Secondary Outcomes: Fairness, Control, and Adoption Intention
Table 4 reveals clear and consistent patterns across the secondary outcomes. It shows that the combined presence of transparency and user agency produces the most favorable user perceptions. Participants in the high-transparency and agency-present condition consistently reported the highest ratings. In this group, the mean score for perceived fairness was 5.31 (SD = 0.81), perceived control was 5.26 (SD = 0.79), and intention to use AI was 5.41 (SD = 0.83). In contrast, participants in the low-transparency and agency-absent condition reported the lowest scores across all three outcomes, with a mean fairness rating of 4.33 (SD = 0.90), control rating of 4.18 (SD = 0.92), and adoption intention of 4.38 (SD = 0.89). Intermediate values were observed in the mixed conditions, with ratings generally reflecting the additive influence of transparency and agency. For example, when transparency was high, but agency was absent, perceived fairness averaged 5.07 (SD = 0.88), control was 4.89 (SD = 0.84), and adoption intention was 5.12 (SD = 0.90). When transparency was low, but agency was present, fairness was rated at 4.71 (SD = 0.86), control at 4.63 (SD = 0.91), and adoption at 4.90 (SD = 0.87). These descriptive patterns further support the conclusion that the combination of high transparency and user agency leads to the most favorable perceptions of AI systems in educational assessment.
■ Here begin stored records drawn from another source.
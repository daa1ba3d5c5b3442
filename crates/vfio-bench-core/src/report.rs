//! The serialisable outcome of a session.

use crate::bench::{BenchResult, Direction, SweepResult};
use crate::config::SessionConfig;
use crate::control::{DeviceInfo, RegionInfo};
use crate::inspect::Inspection;
use log::info;
use serde::Serialize;
use std::fmt;
use std::fs::File;
use std::io::{BufWriter, Write};
use std::path::Path;

/// Everything a session measured and observed.
#[derive(Clone, Debug, Serialize)]
pub struct SessionReport {
    /// RFC 3339 timestamp of the run
    pub date: String,
    /// Configuration the session ran with
    pub config: SessionConfig,
    /// Device metadata
    pub device_info: DeviceInfo,
    /// Metadata of the mapped region
    pub region: RegionInfo,
    /// Length of the mapped window
    pub window_len: usize,
    /// Fixed-iteration benchmark results
    pub benchmarks: Vec<BenchResult>,
    /// Block-size sweep, if configured
    pub sweep: Option<SweepResult>,
    /// Probe dumps
    pub inspections: Vec<Inspection>,
}

impl SessionReport {
    pub(crate) fn new(
        config: SessionConfig,
        device_info: DeviceInfo,
        region: RegionInfo,
        window_len: usize,
    ) -> Self {
        SessionReport {
            date: chrono::Local::now().to_rfc3339(),
            config,
            device_info,
            region,
            window_len,
            benchmarks: vec![],
            sweep: None,
            inspections: vec![],
        }
    }

    /// Writes the report as pretty-printed JSON.
    pub fn save_to_file<P: AsRef<Path>>(&self, filename: P) -> std::io::Result<()> {
        let file = File::create(filename.as_ref())?;
        let mut writer = BufWriter::new(file);
        serde_json::to_writer_pretty(&mut writer, self)?;
        writer.flush()?;
        info!("Results saved to {:?}", filename.as_ref());
        Ok(())
    }
}

impl fmt::Display for SessionReport {
    fn fmt(&self, f: &mut fmt::Formatter<'_>) -> fmt::Result {
        writeln!(f, "Device {}: {}", self.config.device, self.device_info)?;
        writeln!(f, "{}", self.region)?;
        writeln!(f, "Mapped window: 0x{:x} bytes", self.window_len)?;
        for result in &self.benchmarks {
            writeln!(f, "{}", result)?;
        }
        if let Some(sweep) = &self.sweep {
            writeln!(f, "Block size sweep:")?;
            for result in &sweep.results {
                writeln!(f, "  {}", result)?;
            }
            for direction in [Direction::DeviceToHost, Direction::HostToDevice] {
                if let Some(best) = sweep.best(direction) {
                    writeln!(
                        f,
                        "  Best {}: {:.2} MiB/s at {} B",
                        direction,
                        best.bandwidth_mib_s(),
                        best.block_size
                    )?;
                }
            }
        }
        for inspection in &self.inspections {
            write!(f, "{}", inspection)?;
        }
        Ok(())
    }
}
//! The mapped window onto a device region.

use crate::control::{DeviceControl, RegionInfo};
use crate::error::{Error, Result};
use crate::handle::Device;
use log::{debug, warn};
use std::ptr::NonNull;

/// A read/write window onto the backing memory of a device region.
///
/// The window is owned by the [`Device`] it was mapped from and is unmapped when dropped.
/// It holds a raw pointer and is therefore neither `Send` nor `Sync`.
///
/// # Memory semantics
///
/// The backing memory may be MMIO. Bulk copies ([`read_bytes`](Mapping::read_bytes),
/// [`write_bytes`](Mapping::write_bytes)) are plain `memcpy`; single words
/// ([`read_u64`](Mapping::read_u64), [`write_u64`](Mapping::write_u64)) are volatile.
/// No fence is issued: a store is observed by the device only once the CPU retires it,
/// and reading back a value is only an identity on memory without read side effects.
pub struct Mapping<'a, C: DeviceControl> {
    device: &'a Device<'a, C>,
    ptr: NonNull<u8>,
    len: usize,
    region: RegionInfo,
}

impl<'a, C: DeviceControl> Mapping<'a, C> {
    pub(crate) fn new(
        device: &'a Device<'a, C>,
        ptr: NonNull<u8>,
        len: usize,
        region: RegionInfo,
    ) -> Self {
        Mapping {
            device,
            ptr,
            len,
            region,
        }
    }

    /// Returns a pointer to the start of the window.
    pub fn ptr(&self) -> *mut u8 {
        self.ptr.as_ptr()
    }

    /// Returns the window length in bytes.
    #[allow(clippy::len_without_is_empty)]
    pub fn len(&self) -> usize {
        self.len
    }

    /// Returns the region descriptor this window was mapped from.
    pub fn region(&self) -> &RegionInfo {
        &self.region
    }

    /// Returns a pointer to the byte at `offset`.
    ///
    /// # Panics
    ///
    /// Panics if `offset` is outside the window.
    pub fn addr(&self, offset: usize) -> *mut u8 {
        assert!(
            offset < self.len,
            "Mapping::addr failed. Offset {} >= {}",
            offset,
            self.len
        );
        unsafe { self.ptr.as_ptr().byte_add(offset) }
    }

    /// Checks that `len` bytes starting at `offset` lie inside the window.
    ///
    /// # Errors
    ///
    /// Returns [`Error::OutOfBounds`] otherwise.
    pub fn check_range(&self, offset: usize, len: usize) -> Result<()> {
        match offset.checked_add(len) {
            Some(end) if end <= self.len => Ok(()),
            _ => Err(Error::OutOfBounds {
                offset,
                len,
                window: self.len,
            }),
        }
    }

    /// Copies bytes out of the window.
    pub fn read_bytes(&self, offset: usize, buf: &mut [u8]) -> Result<()> {
        self.check_range(offset, buf.len())?;
        if buf.is_empty() {
            return Ok(());
        }
        // SAFETY: the range is inside the live mapping; buf is a distinct host allocation.
        unsafe {
            std::ptr::copy_nonoverlapping(self.addr(offset), buf.as_mut_ptr(), buf.len());
        }
        Ok(())
    }

    /// Copies bytes into the window.
    pub fn write_bytes(&mut self, offset: usize, data: &[u8]) -> Result<()> {
        self.check_range(offset, data.len())?;
        if data.is_empty() {
            return Ok(());
        }
        // SAFETY: see read_bytes.
        unsafe {
            std::ptr::copy_nonoverlapping(data.as_ptr(), self.addr(offset), data.len());
        }
        Ok(())
    }

    /// Reads `count` bytes with one volatile load per byte.
    pub fn read_vec(&self, offset: usize, count: usize) -> Result<Vec<u8>> {
        self.check_range(offset, count)?;
        Ok((0..count)
            .map(|i| unsafe { std::ptr::read_volatile(self.addr(offset + i)) })
            .collect())
    }

    /// Reads a little-endian 64-bit value.
    ///
    /// Uses a single volatile load if `offset` is 8-byte aligned, byte loads otherwise.
    pub fn read_u64(&self, offset: usize) -> Result<u64> {
        self.check_range(offset, 8)?;
        let p = self.addr(offset);
        if p as usize % std::mem::align_of::<u64>() == 0 {
            let raw = unsafe { std::ptr::read_volatile(p as *const u64) };
            Ok(u64::from_le(raw))
        } else {
            let mut bytes = [0u8; 8];
            for (i, b) in bytes.iter_mut().enumerate() {
                *b = unsafe { std::ptr::read_volatile(p.byte_add(i)) };
            }
            Ok(u64::from_le_bytes(bytes))
        }
    }

    /// Writes a 64-bit value in little-endian byte order.
    ///
    /// Uses a single volatile store if `offset` is 8-byte aligned, byte stores otherwise.
    pub fn write_u64(&mut self, offset: usize, value: u64) -> Result<()> {
        self.check_range(offset, 8)?;
        let p = self.addr(offset);
        if p as usize % std::mem::align_of::<u64>() == 0 {
            unsafe { std::ptr::write_volatile(p as *mut u64, value.to_le()) };
        } else {
            for (i, b) in value.to_le_bytes().into_iter().enumerate() {
                unsafe { std::ptr::write_volatile(p.byte_add(i), b) };
            }
        }
        Ok(())
    }
}

impl<C: DeviceControl> Drop for Mapping<'_, C> {
    fn drop(&mut self) {
        debug!("Unmapping 0x{:x} bytes at {:p}", self.len, self.ptr);
        // SAFETY: ptr/len are exactly what map_region returned and the window is going away.
        if let Err(e) = unsafe { self.device.ctl().unmap_region(self.ptr, self.len) } {
            warn!("Error unmapping memory: {}", e);
        }
    }
}

#[cfg(test)]
mod tests {
    use super::*;
    use crate::testing::{FakeControl, with_window};

    #[test]
    fn u64_round_trip_aligned_and_unaligned() {
        let ctl = FakeControl::new();
        with_window(&ctl, 0x100, |window| {
            for offset in [0, 3, 0x100 - 8] {
                window.write_u64(offset, 0x1234567890abcdef).unwrap();
                assert_eq!(window.read_u64(offset).unwrap(), 0x1234567890abcdef);
                assert_eq!(
                    window.read_vec(offset, 8).unwrap(),
                    vec![0xef, 0xcd, 0xab, 0x90, 0x78, 0x56, 0x34, 0x12]
                );
            }
        });
    }

    #[test]
    fn unaligned_write_leaves_neighbours() {
        let ctl = FakeControl::new();
        with_window(&ctl, 0x20, |window| {
            window.write_u64(3, u64::MAX).unwrap();
            let bytes = window.read_vec(0, 16).unwrap();
            assert_eq!(&bytes[..3], &[0, 0, 0]);
            assert_eq!(&bytes[3..11], &[0xff; 8]);
            assert_eq!(&bytes[11..], &[0; 5]);
        });
    }

    #[test]
    fn range_checks() {
        let ctl = FakeControl::new();
        with_window(&ctl, 0x100, |window| {
            assert!(window.check_range(0, 0x100).is_ok());
            assert!(window.check_range(0x100, 0).is_ok());
            assert!(matches!(
                window.check_range(usize::MAX, 8),
                Err(Error::OutOfBounds {
                    offset: usize::MAX,
                    len: 8,
                    window: 0x100
                })
            ));
            assert!(window.read_u64(0xf9).is_err());
            assert!(window.write_u64(0x100, 0).is_err());
            let mut buf = [0u8; 2];
            assert!(window.read_bytes(0xff, &mut buf).is_err());
            assert!(window.write_bytes(0xff, &buf).is_err());
            assert!(window.read_vec(0, 0x101).is_err());
        });
    }

    #[test]
    fn bulk_copies() {
        let ctl = FakeControl::new();
        with_window(&ctl, 0x100, |window| {
            window.write_bytes(0x10, &[1, 2, 3]).unwrap();
            let mut buf = [0u8; 5];
            window.read_bytes(0x0f, &mut buf).unwrap();
            assert_eq!(buf, [0, 1, 2, 3, 0]);
            window.read_bytes(0x100, &mut []).unwrap();
        });
    }
}
use log::trace;
use std::cell::RefCell;
use std::collections::HashMap;
use std::io;
use std::path::Path;
use std::ptr::NonNull;
use vfio_bench_core::control::{
    VFIO_GROUP_FLAGS_CONTAINER_SET, VFIO_GROUP_FLAGS_VIABLE, VFIO_REGION_INFO_FLAG_MMAP,
    VFIO_REGION_INFO_FLAG_READ, VFIO_REGION_INFO_FLAG_WRITE,
};
use vfio_bench_core::{
    DeviceControl, DeviceInfo, GroupStatus, Handle, IommuModel, RegionInfo, Step,
};

/// What a handle refers to.
#[derive(Clone, Copy, Debug, PartialEq, Eq, Hash)]
pub enum HandleKind {
    /// A container node
    Container,
    /// A group node
    Group,
    /// A device descriptor
    Device,
}

/// One entry of the mock's journal.
#[derive(Clone, Debug, PartialEq, Eq)]
pub enum Event {
    /// A request reached the mock, whether it succeeded or not
    Call(Step),
    /// A handle was handed out
    Acquired(HandleKind, Handle),
    /// A handle was closed
    Released(HandleKind, Handle),
    /// A region was mapped
    Mapped {
        /// Region index
        index: u32,
        /// Window length
        len: usize,
    },
    /// A mapping was released
    Unmapped {
        /// Window length
        len: usize,
    },
}

struct Backing {
    ptr: NonNull<u8>,
    len: usize,
}

impl Backing {
    fn zeroed(len: usize) -> Self {
        let boxed: Box<[u8]> = vec![0u8; len].into_boxed_slice();
        let ptr = NonNull::new(Box::into_raw(boxed) as *mut u8).unwrap_or(NonNull::dangling());
        Backing { ptr, len }
    }

    fn contents(&self) -> Vec<u8> {
        // SAFETY: ptr/len come from a live boxed slice owned by this Backing.
        unsafe { std::slice::from_raw_parts(self.ptr.as_ptr(), self.len) }.to_vec()
    }
}

impl Drop for Backing {
    fn drop(&mut self) {
        // SAFETY: reconstructs the boxed slice leaked in zeroed().
        drop(unsafe {
            Box::from_raw(std::ptr::slice_from_raw_parts_mut(
                self.ptr.as_ptr(),
                self.len,
            ))
        });
    }
}

#[derive(Default)]
struct State {
    next_handle: i32,
    open: HashMap<Handle, HandleKind>,
    mappings: HashMap<usize, usize>,
    backing: HashMap<u32, Backing>,
    journal: Vec<Event>,
}

/// A scripted VFIO control channel.
///
/// The default script describes a healthy setup: API version 0, both IOMMU models
/// supported, a viable group holding device `0000:22:00.0` with 9 regions and 5 IRQs,
/// and region 0 being 0x4000 bytes, readable, writable and mappable.
///
/// Mapping a region hands out a pointer into a zeroed host buffer that lives as long as
/// the mock, so its contents can be checked with [`memory()`](MockControl::memory) after
/// the session has released everything.
///
/// # Examples
///
/// ```
/// use std::path::Path;
/// use vfio_bench_core::{DeviceControl, Step};
/// use vfio_bench_mock::MockControl;
///
/// let mock = MockControl::new().fail_at(Step::OpenGroup, libc::ENOENT);
/// let err = mock.open_group(Path::new("/dev/vfio/16")).unwrap_err();
/// assert_eq!(err.raw_os_error(), Some(libc::ENOENT));
/// ```
pub struct MockControl {
    api_version: i32,
    extensions: Vec<IommuModel>,
    group_flags: u32,
    device_name: String,
    device_info: DeviceInfo,
    regions: HashMap<u32, RegionInfo>,
    failures: HashMap<Step, i32>,
    state: RefCell<State>,
}

impl Default for MockControl {
    fn default() -> Self {
        MockControl::new()
    }
}

impl MockControl {
    /// Creates a mock with the default script.
    pub fn new() -> Self {
        let region = RegionInfo {
            index: 0,
            flags: VFIO_REGION_INFO_FLAG_READ
                | VFIO_REGION_INFO_FLAG_WRITE
                | VFIO_REGION_INFO_FLAG_MMAP,
            size: 0x4000,
            offset: 0,
        };
        MockControl {
            api_version: 0,
            extensions: vec![IommuModel::Type1, IommuModel::Type1v2],
            group_flags: VFIO_GROUP_FLAGS_VIABLE,
            device_name: "0000:22:00.0".to_string(),
            device_info: DeviceInfo {
                flags: 0,
                num_regions: 9,
                num_irqs: 5,
            },
            regions: HashMap::from([(0, region)]),
            failures: HashMap::new(),
            state: RefCell::new(State {
                next_handle: 3,
                ..Default::default()
            }),
        }
    }

    /// Reports `version` as the kernel API version.
    pub fn with_api_version(mut self, version: i32) -> Self {
        self.api_version = version;
        self
    }

    /// Reports the IOMMU models the container supports.
    pub fn with_extensions(mut self, models: &[IommuModel]) -> Self {
        self.extensions = models.to_vec();
        self
    }

    /// Reports `flags` as the group status.
    pub fn with_group_flags(mut self, flags: u32) -> Self {
        self.group_flags = flags;
        self
    }

    /// Names the one device of the group.
    pub fn with_device_name(mut self, name: &str) -> Self {
        self.device_name = name.to_string();
        self
    }

    /// Reports `info` as the device metadata.
    pub fn with_device_info(mut self, info: DeviceInfo) -> Self {
        self.device_info = info;
        self
    }

    /// Adds or replaces a region. Regions must not share an offset.
    pub fn with_region(mut self, region: RegionInfo) -> Self {
        self.regions.insert(region.index, region);
        self
    }

    /// Makes the request of `step` fail with `errno`.
    pub fn fail_at(mut self, step: Step, errno: i32) -> Self {
        self.failures.insert(step, errno);
        self
    }

    /// All requests and resource events so far, in order.
    pub fn journal(&self) -> Vec<Event> {
        self.state.borrow().journal.clone()
    }

    /// The steps requested so far, in order.
    pub fn calls(&self) -> Vec<Step> {
        self.state
            .borrow()
            .journal
            .iter()
            .filter_map(|e| match e {
                Event::Call(step) => Some(*step),
                _ => None,
            })
            .collect()
    }

    /// The kinds of handles closed so far, in close order.
    pub fn released(&self) -> Vec<HandleKind> {
        self.state
            .borrow()
            .journal
            .iter()
            .filter_map(|e| match e {
                Event::Released(kind, _) => Some(*kind),
                _ => None,
            })
            .collect()
    }

    /// Number of handles and mappings not yet released.
    pub fn outstanding(&self) -> usize {
        let state = self.state.borrow();
        state.open.len() + state.mappings.len()
    }

    /// A copy of the backing memory of a region, if it was ever mapped.
    pub fn memory(&self, index: u32) -> Option<Vec<u8>> {
        self.state
            .borrow()
            .backing
            .get(&index)
            .map(Backing::contents)
    }

    fn call(&self, step: Step) -> io::Result<()> {
        trace!("mock: {}", step);
        self.state.borrow_mut().journal.push(Event::Call(step));
        match self.failures.get(&step) {
            Some(&errno) => Err(io::Error::from_raw_os_error(errno)),
            None => Ok(()),
        }
    }

    fn acquire(&self, kind: HandleKind) -> Handle {
        let mut state = self.state.borrow_mut();
        let handle = Handle::new(state.next_handle);
        state.next_handle += 1;
        state.open.insert(handle, kind);
        state.journal.push(Event::Acquired(kind, handle));
        handle
    }

    fn expect_kind(&self, handle: Handle, kind: HandleKind) -> io::Result<()> {
        match self.state.borrow().open.get(&handle) {
            Some(k) if *k == kind => Ok(()),
            _ => Err(io::Error::from_raw_os_error(libc::EBADF)),
        }
    }
}

impl DeviceControl for MockControl {
    fn open_container(&self, _path: &Path) -> io::Result<Handle> {
        self.call(Step::OpenContainer)?;
        Ok(self.acquire(HandleKind::Container))
    }

    fn api_version(&self, container: Handle) -> io::Result<i32> {
        self.call(Step::ApiVersion)?;
        self.expect_kind(container, HandleKind::Container)?;
        Ok(self.api_version)
    }

    fn check_extension(&self, container: Handle, model: IommuModel) -> io::Result<bool> {
        self.call(Step::CheckExtension)?;
        self.expect_kind(container, HandleKind::Container)?;
        Ok(self.extensions.contains(&model))
    }

    fn set_iommu(&self, container: Handle, model: IommuModel) -> io::Result<()> {
        self.call(Step::SetIommu)?;
        self.expect_kind(container, HandleKind::Container)?;
        if !self.extensions.contains(&model) {
            return Err(io::Error::from_raw_os_error(libc::EINVAL));
        }
        Ok(())
    }

    fn open_group(&self, _path: &Path) -> io::Result<Handle> {
        self.call(Step::OpenGroup)?;
        Ok(self.acquire(HandleKind::Group))
    }

    fn group_status(&self, group: Handle) -> io::Result<GroupStatus> {
        self.call(Step::GroupStatus)?;
        self.expect_kind(group, HandleKind::Group)?;
        Ok(GroupStatus {
            flags: self.group_flags,
        })
    }

    fn set_container(&self, group: Handle, container: Handle) -> io::Result<()> {
        self.call(Step::SetContainer)?;
        self.expect_kind(group, HandleKind::Group)?;
        self.expect_kind(container, HandleKind::Container)?;
        if self.group_flags & VFIO_GROUP_FLAGS_CONTAINER_SET != 0 {
            return Err(io::Error::from_raw_os_error(libc::EBUSY));
        }
        Ok(())
    }

    fn device(&self, group: Handle, name: &str) -> io::Result<Handle> {
        self.call(Step::GetDevice)?;
        self.expect_kind(group, HandleKind::Group)?;
        if name != self.device_name {
            return Err(io::Error::from_raw_os_error(libc::ENODEV));
        }
        Ok(self.acquire(HandleKind::Device))
    }

    fn device_info(&self, device: Handle) -> io::Result<DeviceInfo> {
        self.call(Step::DeviceInfo)?;
        self.expect_kind(device, HandleKind::Device)?;
        Ok(self.device_info)
    }

    fn region_info(&self, device: Handle, index: u32) -> io::Result<RegionInfo> {
        self.call(Step::RegionInfo)?;
        self.expect_kind(device, HandleKind::Device)?;
        self.regions
            .get(&index)
            .copied()
            .ok_or_else(|| io::Error::from_raw_os_error(libc::EINVAL))
    }

    fn map_region(&self, device: Handle, len: usize, offset: u64) -> io::Result<NonNull<u8>> {
        self.call(Step::Map)?;
        self.expect_kind(device, HandleKind::Device)?;
        let region = self
            .regions
            .values()
            .find(|r| r.offset == offset)
            .ok_or_else(|| io::Error::from_raw_os_error(libc::EINVAL))?;
        if len == 0 || len as u64 > region.size {
            return Err(io::Error::from_raw_os_error(libc::EINVAL));
        }
        let mut state = self.state.borrow_mut();
        let ptr = state
            .backing
            .entry(region.index)
            .or_insert_with(|| Backing::zeroed(region.size as usize))
            .ptr;
        state.mappings.insert(ptr.as_ptr() as usize, len);
        state.journal.push(Event::Mapped {
            index: region.index,
            len,
        });
        Ok(ptr)
    }

    unsafe fn unmap_region(&self, addr: NonNull<u8>, len: usize) -> io::Result<()> {
        self.call(Step::Unmap)?;
        let mut state = self.state.borrow_mut();
        match state.mappings.remove(&(addr.as_ptr() as usize)) {
            Some(mapped) if mapped == len => {
                state.journal.push(Event::Unmapped { len });
                Ok(())
            }
            Some(mapped) => {
                state.mappings.insert(addr.as_ptr() as usize, mapped);
                Err(io::Error::from_raw_os_error(libc::EINVAL))
            }
            None => Err(io::Error::from_raw_os_error(libc::EINVAL)),
        }
    }

    fn close(&self, handle: Handle) -> io::Result<()> {
        let res = self.call(Step::Close);
        let mut state = self.state.borrow_mut();
        let kind = state
            .open
            .remove(&handle)
            .ok_or_else(|| io::Error::from_raw_os_error(libc::EBADF))?;
        state.journal.push(Event::Released(kind, handle));
        res
    }
}

#[cfg(test)]
mod tests {
    use super::*;

    #[test]
    fn handles_start_at_three() -> anyhow::Result<()> {
        let mock = MockControl::new();
        let container = mock.open_container(Path::new("/dev/vfio/vfio"))?;
        let group = mock.open_group(Path::new("/dev/vfio/16"))?;
        assert_eq!(container.as_raw(), 3);
        assert_eq!(group.as_raw(), 4);
        assert_eq!(mock.outstanding(), 2);
        mock.close(group)?;
        mock.close(container)?;
        assert_eq!(mock.released(), vec![HandleKind::Group, HandleKind::Container]);
        assert_eq!(mock.outstanding(), 0);
        Ok(())
    }

    #[test]
    fn injected_failure_keeps_errno() {
        let mock = MockControl::new().fail_at(Step::ApiVersion, libc::EACCES);
        let container = mock.open_container(Path::new("/dev/vfio/vfio")).unwrap();
        let err = mock.api_version(container).unwrap_err();
        assert_eq!(err.raw_os_error(), Some(libc::EACCES));
        assert_eq!(mock.calls(), vec![Step::OpenContainer, Step::ApiVersion]);
    }

    #[test]
    fn unknown_device_and_region() -> anyhow::Result<()> {
        let mock = MockControl::new();
        let group = mock.open_group(Path::new("/dev/vfio/16"))?;
        let err = mock.device(group, "0000:23:00.0").unwrap_err();
        assert_eq!(err.raw_os_error(), Some(libc::ENODEV));
        let device = mock.device(group, "0000:22:00.0")?;
        let err = mock.region_info(device, 5).unwrap_err();
        assert_eq!(err.raw_os_error(), Some(libc::EINVAL));
        Ok(())
    }

    #[test]
    fn mapped_memory_is_zeroed_and_persists() -> anyhow::Result<()> {
        let mock = MockControl::new();
        let group = mock.open_group(Path::new("/dev/vfio/16"))?;
        let device = mock.device(group, "0000:22:00.0")?;
        let ptr = mock.map_region(device, 0x1000, 0)?;
        unsafe { ptr.as_ptr().write(0xab) };
        unsafe { mock.unmap_region(ptr, 0x1000) }?;
        let memory = mock.memory(0).unwrap();
        assert_eq!(memory.len(), 0x4000);
        assert_eq!(memory[0], 0xab);
        assert!(memory[1..].iter().all(|&b| b == 0));
        assert!(mock.map_region(device, 0x4001, 0).is_err());
        Ok(())
    }

    #[test]
    fn close_unknown_handle() {
        let mock = MockControl::new();
        let err = mock.close(Handle::new(42)).unwrap_err();
        assert_eq!(err.raw_os_error(), Some(libc::EBADF));
    }
}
| Dependent Variable | Factor | F | p | Partial η² |
|---|---|---|---|---|
| Perceived Fairness | Transparency | 17.92 | < .001 | .072 |
| Agency | 2.31 | .129 | .010 | |
| Framing | 0.98 | .323 | .004 | |
| Transparency × Agency | 1.21 | .272 | .005 | |
| Transparency × Framing | 0.88 | .350 | .004 | |
| Agency × Framing | 0.73 | .393 | .003 | |
| Transparency × Agency × Framing | 0.91 | .341 | .004 | |
| Perceived Control | Agency | 11.03 | .001 | .045 |
| Transparency | 1.56 | .213 | .007 | |
| Framing | 0.72 | .397 | .003 | |
| Transparency × Agency | 1.14 | .287 | .005 | |
| Transparency × Framing | 0.69 | .408 | .003 | |
| Agency × Framing | 0.81 | .369 | .003 | |
| Transparency × Agency × Framing | 1.06 | .304 | .005 | |
| Intention to Use AI | Transparency | 2.84 | .093 | .012 |
| Agency | 3.01 | .084 | .013 | |
| Framing | 0.89 | .347 | .004 | |
| Transparency × Agency | 8.45 | .004 | .035 | |
| Transparency × Framing | 1.34 | .249 | .006 | |
| Agency × Framing | 0.97 | .326 | .004 | |
| Transparency × Agency × Framing | 0.83 | .362 | .004 |
Inferential analysis supported these trends. Perceived fairness of the AI system was significantly influenced by transparency, F(1, 232) = 17.92, p < .001, η²ₚ = .072. Participants in the high-transparency condition rated the system as significantly fairer than those in the low-transparency group. Perceived control was most strongly influenced by user agency, F(1, 232) = 11.03, p = .001, η²ₚ = .045, with participants who were given the option to challenge the output reporting a greater sense of control than those in the agency-absent condition. For intention to use AI-based assessment systems, the main effects of transparency and agency were not statistically significant, although both trended in the expected direction, F(1, 232) = 2.84, p = .093 and F(1, 232) = 3.01, p = .084, respectively. Ethical framing also showed no significant effect, F(1, 232) = 0.89, p = .347. However, a significant interaction between transparency and agency was observed, F(1, 232) = 8.45, p = .004, η²ₚ = .035. The highest adoption intention was reported when both transparency and agency were present (M = 5.41), while the lowest was recorded when both were absent (M = 4.38). This interaction suggests that these two design features may operate synergistically to increase users' willingness to adopt AI systems in educational contexts.
Discussion
Trust is a foundational construct in the responsible integration of AI into education, particularly in domains where automated systems exercise evaluative authority. As AI tools are increasingly deployed to support or supplant human judgment in assessment, questions surrounding procedural fairness, system transparency, and user autonomy have become design imperatives. Yet despite widespread consensus on the importance of fostering trust in educational AI, empirical investigations remain limited and often constrained by reductive models that treat trust as a static outcome of isolated system features. This study addressed that gap by examining how three theoretically significant and interface-level factors independently and interactively shape students' trust in an AI-mediated assessment system. Positioning transparency, ethical framing, and user agency as modifiable components of system design advances an interactionist view of trust that accounts for both the discrete influence of individual features and the emergent effects of their configuration. Unlike prior work that often conceptualizes trust in monolithic terms, this approach recognizes trust as a context-sensitive response shaped by users' interpretations of procedural clarity, value alignment, and participatory affordances. In AI-based assessment, understanding how these features intersect is essential for developing systems that are not only technically robust but also epistemically credible and ethically defensible.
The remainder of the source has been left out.